Assistant Professor | School of Film and Animation | College of Art and Design | RIT


Case Study 3A: SIGGRAPH 2025 Faculty Submitted Student Work Exhibition (FSSW)

Project Overview:

In July 2025, I compiled and submitted two project reels to the 14th Annual Faculty Submitted Student Work Exhibition, presented by the ACM SIGGRAPH Education Committee at SIGGRAPH 2025 in Vancouver. Both were accepted. The reels drew from two distinct courses: "Character Setup and Animation," from After Effects for Animators (graduate level), and "Final Project," from Particles and Dynamics (cross-listed undergraduate and graduate). Each submission consisted of one focused project reel paired with the course project handout, which outlines the assignment requirements, learning objectives, rubric, and expected outcomes.

The exhibition sits at the intersection of teaching and scholarly dissemination. It documents not only what students produced, but what I designed for them to produce: the assignment architecture, the learning outcomes, and the pedagogical framing that made the outcomes possible. The acceptance of works from two different courses, at two different levels and with distinct technical domains, reflects the range and coherence of my curriculum as a body of scholarly practice.

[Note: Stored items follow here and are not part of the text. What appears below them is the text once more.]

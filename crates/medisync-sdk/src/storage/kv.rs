//! KV 存储模块 - 基于 sled 的安全小数据区
//!
//! 本模块提供：
//! - 会话凭据等敏感小数据的持久化（与实体库物理分离）
//! - 命名空间隔离的 Tree
//! - JSON 序列化的读写原语

use serde::de::DeserializeOwned;
use serde::Serialize;
use sled::{Db, Tree};
use std::path::{Path, PathBuf};
use std::sync::Arc;

use crate::error::{MedisyncSDKError, Result};

/// 安全区命名空间
pub mod namespaces {
    /// 会话凭据（token、缓存的用户/机构/许可证集合）
    pub const SESSION: &str = "session";
    /// 激活指纹等设备级元数据
    pub const DEVICE: &str = "device";
}

/// KV 存储组件
#[derive(Debug)]
pub struct KvStore {
    #[allow(dead_code)]
    base_path: PathBuf,
    db: Arc<Db>,
}

impl KvStore {
    /// 创建新的 KV 存储实例
    pub async fn new(base_path: &Path) -> Result<Self> {
        let base_path = base_path.to_path_buf();
        let kv_path = base_path.join("kv");

        tokio::fs::create_dir_all(&kv_path)
            .await
            .map_err(|e| MedisyncSDKError::IO(format!("创建 KV 存储目录失败: {}", e)))?;

        // 打开 sled 数据库（上个进程实例可能刚释放锁，重试多次带退避）
        const MAX_OPEN_RETRIES: u32 = 8;
        const RETRY_DELAY_MS: u64 = 300;
        let mut db_opt: Option<Db> = None;
        let mut last_err: Option<sled::Error> = None;
        for attempt in 0..MAX_OPEN_RETRIES {
            match sled::open(&kv_path) {
                Ok(d) => {
                    db_opt = Some(d);
                    break;
                }
                Err(e) => {
                    let msg = format!("{}", e);
                    last_err = Some(e);
                    let is_lock = msg.contains("could not acquire lock")
                        || msg.contains("Resource temporarily unavailable")
                        || msg.contains("WouldBlock");
                    if is_lock && attempt + 1 < MAX_OPEN_RETRIES {
                        let delay_ms = RETRY_DELAY_MS * (1 << attempt);
                        tokio::time::sleep(tokio::time::Duration::from_millis(delay_ms)).await;
                    } else {
                        break;
                    }
                }
            }
        }
        let db = db_opt.ok_or_else(|| {
            MedisyncSDKError::KvStore(
                last_err
                    .map(|e| format!("打开 sled 数据库失败: {}", e))
                    .unwrap_or_else(|| "打开 sled 数据库失败".to_string()),
            )
        })?;

        Ok(Self {
            base_path,
            db: Arc::new(db),
        })
    }

    fn tree(&self, namespace: &str) -> Result<Tree> {
        self.db
            .open_tree(namespace)
            .map_err(|e| MedisyncSDKError::KvStore(format!("打开命名空间 {} 失败: {}", namespace, e)))
    }

    /// 写入（JSON 序列化后落盘并 flush）
    pub fn put<T: Serialize>(&self, namespace: &str, key: &str, value: &T) -> Result<()> {
        let tree = self.tree(namespace)?;
        let bytes = serde_json::to_vec(value)
            .map_err(|e| MedisyncSDKError::Serialization(e.to_string()))?;
        tree.insert(key, bytes)
            .map_err(|e| MedisyncSDKError::KvStore(format!("写入 {}/{} 失败: {}", namespace, key, e)))?;
        tree.flush()
            .map_err(|e| MedisyncSDKError::KvStore(format!("flush 失败: {}", e)))?;
        Ok(())
    }

    /// 读取（不存在返回 None）
    pub fn get<T: DeserializeOwned>(&self, namespace: &str, key: &str) -> Result<Option<T>> {
        let tree = self.tree(namespace)?;
        let Some(bytes) = tree
            .get(key)
            .map_err(|e| MedisyncSDKError::KvStore(format!("读取 {}/{} 失败: {}", namespace, key, e)))?
        else {
            return Ok(None);
        };
        let value = serde_json::from_slice(&bytes)
            .map_err(|e| MedisyncSDKError::Serialization(e.to_string()))?;
        Ok(Some(value))
    }

    /// 删除，返回是否确实删到了值
    pub fn remove(&self, namespace: &str, key: &str) -> Result<bool> {
        let tree = self.tree(namespace)?;
        let removed = tree
            .remove(key)
            .map_err(|e| MedisyncSDKError::KvStore(format!("删除 {}/{} 失败: {}", namespace, key, e)))?
            .is_some();
        tree.flush()
            .map_err(|e| MedisyncSDKError::KvStore(format!("flush 失败: {}", e)))?;
        Ok(removed)
    }
}
/// 测试辅助：照脚本回放探测结果
#[cfg(test)]
pub mod test_support {
    use super::*;
    use parking_lot::Mutex;
    use std::collections::VecDeque;
    use std::sync::Arc;

    #[derive(Debug)]
    pub struct ScriptedProbe {
        script: Mutex<VecDeque<std::result::Result<u64, ProbeError>>>,
        /// 脚本放完后的默认结果
        fallback: std::result::Result<u64, ProbeError>,
    }

    impl ScriptedProbe {
        pub fn new(
            script: Vec<std::result::Result<u64, ProbeError>>,
            fallback: std::result::Result<u64, ProbeError>,
        ) -> Arc<Self> {
            Arc::new(Self {
                script: Mutex::new(script.into()),
                fallback,
            })
        }

        pub fn always_ok(latency_ms: u64) -> Arc<Self> {
            Self::new(Vec::new(), Ok(latency_ms))
        }
    }

    #[async_trait::async_trait]
    impl ReachabilityProbe for ScriptedProbe {
        async fn probe(&self) -> std::result::Result<u64, ProbeError> {
            self.script
                .lock()
                .pop_front()
                .unwrap_or_else(|| self.fallback.clone())
        }
    }

    pub fn test_monitor(probe: Arc<dyn ReachabilityProbe>) -> ConnectivityMonitor {
        ConnectivityMonitor::new(
            probe,
            Arc::new(NoopSignalSource::default()),
            ProbeConfig {
                probe_interval_ms: 50,
                probe_timeout_ms: 1_000,
                offline_threshold: 3,
                history_limit: 16,
            },
        )
    }
}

Peer Review and Selection:

The Faculty Submitted Student Work Exhibition uses a double-curated selection process. Submissions are reviewed by the SIGGRAPH Education Committee, which evaluates both the quality of the student work and the pedagogical merit of the project design. 

SIGGRAPH is the premier international venue in computer graphics and interactive techniques, and the Education Committee's exhibition is a recognized platform for advancing the field's teaching practices. Having work from two courses accepted in the same year, across two distinct course levels, represents a meaningful external validation of both courses as sites of substantive, professionally oriented learning.

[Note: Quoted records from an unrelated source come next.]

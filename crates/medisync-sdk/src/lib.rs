//! Medisync SDK - 医院/药房管理客户端的离线优先持久化与同步层
//!
//! 本 SDK 提供界面层之下的全部数据通路，包括：
//! - 💾 本地持久化：实体信封存储、单号生成、读取审计、复合原子写入
//! - 🔄 储存转发同步：挂起操作队列、顺序冲刷、指数退避、remote-wins 冲突处理
//! - 📡 连通性监控：周期探测、质量分类、去抖的状态转换事件
//! - 🔐 会话管理：离线宽限期内凭缓存凭据重建会话
//! - ⚙️ 事件系统：同步角标与状态横幅的统一通知机制
//!
//! 断网不阻塞任何写入：本地落盘即对调用方成功，远端同步在连通
//! 恢复后按原始顺序补做，不丢写、不重写。
//!
//! # 快速开始
//!
//! ```rust,no_run
//! use medisync_sdk::{MedisyncConfig, MedisyncSDK};
//! use medisync_sdk::storage::entities::EntityType;
//!
//! #[tokio::main]
//! async fn main() -> Result<(), Box<dyn std::error::Error>> {
//!     // 配置 SDK
//!     let config = MedisyncConfig::builder()
//!         .data_dir("/path/to/data")
//!         .api_base_url("https://api.clinic.example.com")
//!         .activation_key("LIC-XXXX")
//!         .build();
//!
//!     // 初始化（进程内构造一次，注入界面层）
//!     let sdk = MedisyncSDK::initialize(config).await?;
//!
//!     // 恢复会话（离线也能用缓存凭据）
//!     let session = sdk.restore_session().await?;
//!     println!("会话恢复: {}", session.success);
//!
//!     // 写入走两阶段：本地先行，远端尾随
//!     let patient = sdk
//!         .sync()
//!         .save(EntityType::Patient, serde_json::json!({"full_name": "张三"}))
//!         .await?;
//!     println!("患者号: {:?}", patient.entity_number);
//!
//!     // 状态横幅
//!     let snapshot = sdk.connectivity().snapshot();
//!     println!("在线: {} 质量: {}", snapshot.is_connected, snapshot.quality);
//!
//!     sdk.shutdown().await;
//!     Ok(())
//! }
//! ```

// 导出核心模块
pub mod connectivity;
pub mod error;
pub mod events;
pub mod sdk;
pub mod session;
pub mod storage;
pub mod sync;
pub mod version;

// 重新导出核心类型，方便使用
pub use connectivity::{
    ConnectionQuality, ConnectivityMonitor, ConnectivitySnapshot, ConnectivitySubscription,
    ConnectivityTransition, HttpReachabilityProbe, InterfaceSignal, NoopSignalSource, ProbeConfig,
    ProbeError, ReachabilityProbe, ReachabilitySignalSource, TransitionKind,
};
pub use error::{MedisyncSDKError, Result};
pub use events::{EventManager, SdkEvent};
pub use sdk::{MedisyncConfig, MedisyncConfigBuilder, MedisyncSDK};
pub use session::{CachedSession, SessionConfig, SessionManager, SessionRestore, UserProfile};
pub use storage::entities::{
    EntityRecord, EntityType, OperationKind, OperationStatus, PendingOperation,
};
pub use storage::{AtomicStore, StorageManager, StorageStats, WriteJournalEntry};
pub use sync::{
    FlushFailureReason, FlushSummary, HttpClientConfig, HttpRemoteService, RemoteAck, RemotePage,
    RemoteService, RetryPolicy, SessionValidation, SyncCoordinator,
};
pub use version::SDK_VERSION;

Two submitted projects on SIGGRAPH’S Education platform.

Character Setup and Animation” in After Effects for Animators class (left), and “Final Project” in Particles and Dynamics class (right)

Dissemination:

The project reels and accompanying project handouts are permanently archived on the SIGGRAPH Education website (where they remain publicly accessible) at:

https://education.siggraph.org/wp/fssw/siggraph-2025-fssw/

(navigate to RIT to find both submissions).

This archival format gives the pedagogical materials an ongoing public presence beyond the conference itself. The Creative Commons licensing on the project handouts means that educators globally can access, adapt, and build on the course design, extending the reach of the curriculum into the broader animation and computer graphics education community.

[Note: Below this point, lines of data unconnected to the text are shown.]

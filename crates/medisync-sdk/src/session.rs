//! 会话管理 - 进程启动时不依赖网络地重建认证会话
//!
//! 流程：
//! 1. 从 KV 安全区读缓存凭据；没有即无会话
//! 2. 在线则对远端做静默续期；明确作废立即清缓存
//! 3. 离线或续期瞬态失败时，在宽限期内回退缓存会话
//!
//! 激活密钥本身绝不落盘，只存 sha-256 指纹；换了密钥视为换了
//! 部署，缓存会话作废。

use chrono::Utc;
use serde::{Deserialize, Serialize};
use serde_json::Value;
use sha2::{Digest, Sha256};
use std::sync::Arc;
use tracing::{debug, info, warn};

use crate::connectivity::ConnectivityMonitor;
use crate::error::Result;
use crate::storage::kv::{namespaces, KvStore};
use crate::storage::StorageManager;
use crate::sync::RemoteService;

const SESSION_KEY: &str = "current";
const FINGERPRINT_KEY: &str = "activation_fingerprint";

/// 会话配置
#[derive(Debug, Clone, Serialize, Deserialize)]
pub struct SessionConfig {
    /// 离线宽限期（毫秒）：距上次成功续期超过该时长则缓存会话失效
    pub grace_period_ms: i64,
}

impl Default for SessionConfig {
    fn default() -> Self {
        Self {
            grace_period_ms: 7 * 24 * 3_600 * 1_000, // 7 天
        }
    }
}

/// 用户概要
#[derive(Debug, Clone, Serialize, Deserialize, PartialEq)]
pub struct UserProfile {
    pub user_id: String,
    pub username: String,
    pub display_name: Option<String>,
    pub role: Option<String>,
}

/// 缓存的会话（KV 安全区的持久化形态）
#[derive(Debug, Clone, Serialize, Deserialize)]
pub struct CachedSession {
    pub token: String,
    pub user: UserProfile,
    pub organization: Value,
    pub licenses: Vec<Value>,
    pub user_module_access: Vec<String>,
    pub cached_at: i64,
    /// 最近一次远端确认本会话有效的时间（宽限期从这里起算）
    pub last_validated_at: i64,
}

/// 会话恢复结果
#[derive(Debug, Clone, Default)]
pub struct SessionRestore {
    pub success: bool,
    pub user: Option<UserProfile>,
    pub organization: Option<Value>,
    pub licenses: Vec<Value>,
    pub user_module_access: Vec<String>,
}

impl SessionRestore {
    fn failure() -> Self {
        Self::default()
    }

    fn from_session(session: &CachedSession) -> Self {
        Self {
            success: true,
            user: Some(session.user.clone()),
            organization: Some(session.organization.clone()),
            licenses: session.licenses.clone(),
            user_module_access: session.user_module_access.clone(),
        }
    }
}

/// 会话管理器
#[derive(Debug)]
pub struct SessionManager {
    kv: Arc<KvStore>,
    storage: Arc<StorageManager>,
    remote: Arc<dyn RemoteService>,
    monitor: ConnectivityMonitor,
    config: SessionConfig,
    /// 激活密钥的 sha-256 十六进制指纹
    activation_fingerprint: String,
}

impl SessionManager {
    pub fn new(
        storage: Arc<StorageManager>,
        remote: Arc<dyn RemoteService>,
        monitor: ConnectivityMonitor,
        activation_key: &str,
        config: SessionConfig,
    ) -> Self {
        Self {
            kv: storage.kv(),
            storage,
            remote,
            monitor,
            config,
            activation_fingerprint: fingerprint(activation_key),
        }
    }

    /// 登录成功后持久化会话（token 与刷新后的授权集合）
    pub async fn persist_session(&self, session: CachedSession) -> Result<()> {
        self.kv.put(namespaces::SESSION, SESSION_KEY, &session)?;
        self.kv
            .put(namespaces::DEVICE, FINGERPRINT_KEY, &self.activation_fingerprint)?;
        self.storage
            .set_current_user(Some(session.user.user_id.clone()))
            .await;
        info!("🔐 会话已持久化: 用户 {}", session.user.user_id);
        Ok(())
    }

    /// 清除缓存会话（登出或作废）
    pub async fn clear_session(&self) -> Result<()> {
        self.kv.remove(namespaces::SESSION, SESSION_KEY)?;
        self.storage.set_current_user(None).await;
        Ok(())
    }

    /// 启动时恢复会话（§流程见模块注释）
    pub async fn restore_session(&self) -> Result<SessionRestore> {
        // 0. 激活指纹对不上 = 换了部署，缓存会话作废
        let stored_fingerprint: Option<String> =
            self.kv.get(namespaces::DEVICE, FINGERPRINT_KEY)?;
        if let Some(stored) = stored_fingerprint {
            if stored != self.activation_fingerprint {
                warn!("激活密钥指纹不匹配，清除缓存会话");
                self.clear_session().await?;
                return Ok(SessionRestore::failure());
            }
        }

        // 1. 读缓存凭据
        let cached: Option<CachedSession> = self.kv.get(namespaces::SESSION, SESSION_KEY)?;
        let Some(session) = cached else {
            debug!("无缓存会话");
            return Ok(SessionRestore::failure());
        };

        // 2. 在线则静默续期
        if self.monitor.snapshot().is_connected {
            match self.remote.validate_session(&session.token).await {
                Ok(validation) if validation.valid => {
                    let now = Utc::now().timestamp_millis();
                    let refreshed = CachedSession {
                        token: validation.token.unwrap_or_else(|| session.token.clone()),
                        licenses: if validation.licenses.is_empty() {
                            session.licenses.clone()
                        } else {
                            validation.licenses
                        },
                        user_module_access: if validation.user_module_access.is_empty() {
                            session.user_module_access.clone()
                        } else {
                            validation.user_module_access
                        },
                        last_validated_at: now,
                        ..session
                    };
                    self.persist_session(refreshed.clone()).await?;
                    info!("🔐 会话静默续期成功");
                    return Ok(SessionRestore::from_session(&refreshed));
                }
                Ok(_) => {
                    // 远端明确作废，不走宽限期
                    info!("🔐 远端已作废会话，清除缓存");
                    self.clear_session().await?;
                    return Ok(SessionRestore::failure());
                }
                Err(e) => {
                    debug!("会话续期瞬态失败，回退缓存: {}", e);
                }
            }
        }

        // 3. 离线/瞬态失败：宽限期内用缓存会话
        let now = Utc::now().timestamp_millis();
        if now - session.last_validated_at <= self.config.grace_period_ms {
            self.storage
                .set_current_user(Some(session.user.user_id.clone()))
                .await;
            info!("🔐 离线恢复缓存会话: 用户 {}", session.user.user_id);
            Ok(SessionRestore::from_session(&session))
        } else {
            warn!("缓存会话超出宽限期，需要重新登录");
            self.clear_session().await?;
            Ok(SessionRestore::failure())
        }
    }
}

/// sha-256 十六进制指纹
fn fingerprint(input: &str) -> String {
    let mut hasher = Sha256::new();
    hasher.update(input.as_bytes());
    hex::encode(hasher.finalize())
}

The screening at SIGGRAPH 2025 placed the student work in front of an international audience of researchers, educators, and industry practitioners, in the context of the field's highest-profile annual gathering.

Significance:

The permanent archival of the project handouts under Creative Commons reflects a commitment to open scholarly dissemination. The course design itself becomes a contribution to the field, available to educators beyond RIT who are building their own animation curricula.